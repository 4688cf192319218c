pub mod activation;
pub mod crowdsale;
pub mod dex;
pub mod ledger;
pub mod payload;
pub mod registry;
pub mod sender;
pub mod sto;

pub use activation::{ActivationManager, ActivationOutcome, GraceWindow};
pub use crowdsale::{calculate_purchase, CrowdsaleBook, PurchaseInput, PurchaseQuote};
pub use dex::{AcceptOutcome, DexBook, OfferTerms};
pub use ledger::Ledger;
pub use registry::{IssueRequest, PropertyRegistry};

→ ASSIGNMENT
Copy only the stretch running from the line containing "pub mod ledger;" to the final line of the entries, both ends included, exactly as it stands.

→ SOLUTION TO THIS EXERCISE
pub mod ledger;
pub mod payload;
pub mod registry;
pub mod sender;
pub mod sto;

pub use activation::{ActivationManager, ActivationOutcome, GraceWindow};
pub use crowdsale::{calculate_purchase, CrowdsaleBook, PurchaseInput, PurchaseQuote};
pub use dex::{AcceptOutcome, DexBook, OfferTerms};
pub use ledger::Ledger;
pub use registry::{IssueRequest, PropertyRegistry};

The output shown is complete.